Sakshi Malik: The 23-year-old’s bronze in the women’s 58 kg freestyle was a first for women’s wrestling in the country. At the Carioca Arena in Rio, she beat Aisuluu Tynybekova of Kyrgyzstan, fighting back from a 0-5 deficit to win 8-5.
P. V. Sindhu: The women’s singles badminton final at the Rio Games was stiff, versus Spain’s Carolina Marin. Sindhu won the first set at 21-19, but Marin came back to clinch gold, winning the last two games 21-12, 21-15. Sindhu, at 21, became the youngest Indian to win an Olympic medal, a silver. In Tokyo Sindhu defeated China’s He Bingjiao 21-15, 21-13 in just 53 minutes to end with a Bronze. She became the second Indian athlete (after Sushil Kumar) to win back-to-back medals in the Olympics.

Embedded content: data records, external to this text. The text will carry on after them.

use super::*;
use std::cell::{Cell, RefCell};
use std::rc::Rc;

const RESIZED: NotificationName = NotificationName("test.resized");
const OTHER: NotificationName = NotificationName("test.other");

#[test]
fn observers_receive_payloads_for_their_name_only() {
    let center = NotificationCenter::<f32>::new();
    let received = Rc::new(RefCell::new(Vec::new()));

    let _subscription = {
        let received = Rc::clone(&received);
        center.subscribe(RESIZED, move |value| received.borrow_mut().push(*value))
    };

    assert_eq!(center.post(RESIZED, &40.0), 1);
    assert_eq!(center.post(OTHER, &99.0), 0);
    assert_eq!(received.borrow().as_slice(), &[40.0]);
}

#[test]
fn dropping_subscription_unregisters_observer() {
    let center = NotificationCenter::<()>::new();
    let hits = Rc::new(Cell::new(0));

    let subscription = {
        let hits = Rc::clone(&hits);
        center.subscribe(RESIZED, move |_| hits.set(hits.get() + 1))
    };
    assert_eq!(center.post(RESIZED, &()), 1);
    drop(subscription);
    assert_eq!(center.post(RESIZED, &()), 0);

    assert_eq!(hits.get(), 1);
}

#[test]
fn observer_may_unsubscribe_itself_while_notified() {
    let center = NotificationCenter::<()>::new();
    let slot: Rc<RefCell<Option<Subscription>>> = Rc::new(RefCell::new(None));
    let hits = Rc::new(Cell::new(0));

    let subscription = {
        let slot = Rc::clone(&slot);
        let hits = Rc::clone(&hits);
        center.subscribe(RESIZED, move |_| {
            hits.set(hits.get() + 1);
            slot.borrow_mut().take();
        })
    };
    slot.borrow_mut().replace(subscription);

    center.post(RESIZED, &());
    center.post(RESIZED, &());
    assert_eq!(hits.get(), 1);
}

#[test]
fn subscription_outliving_center_drops_cleanly() {
    let center = NotificationCenter::<()>::new();
    let subscription = center.subscribe(RESIZED, |_| {});
    assert_eq!(subscription.name(), RESIZED);
    drop(center);
    subscription.cancel();
}

#[test]
fn cancel_unregisters_immediately() {
    let center = NotificationCenter::<()>::new();
    let subscription = center.subscribe(RESIZED, |_| {});
    assert_eq!(center.post(RESIZED, &()), 1);

    subscription.cancel();

    assert_eq!(center.post(RESIZED, &()), 0);
}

Mirabai Chanu: Chanu (26) won silver medal in the 49 kg division at the 2020 Summer Olympics in Tokyo with a total lift of 202 kg. She went down to Chinese lifter Z.H.Hou who had a total lift of 210 kg. She Chanu’s was the second weightlifting medal for India after Karnam Malleswari.
Ravi Kumar Dahiya: The 24-Year’s old Ravi Kumar Dahiya bagged a silver medal in the men’s 57kg freestyle wrestling at the 2020 Tokyo Olympics, after a 4-7 loss to Russia’s Zavur Uguev in the final.
Lovlina Borgohain: She won a bronze medal at the 2020 Summer Olympics in the women’s welterweight boxing. In the bronze match she lost 0-5 to world champion Busenaz Surmeneli (Turkey).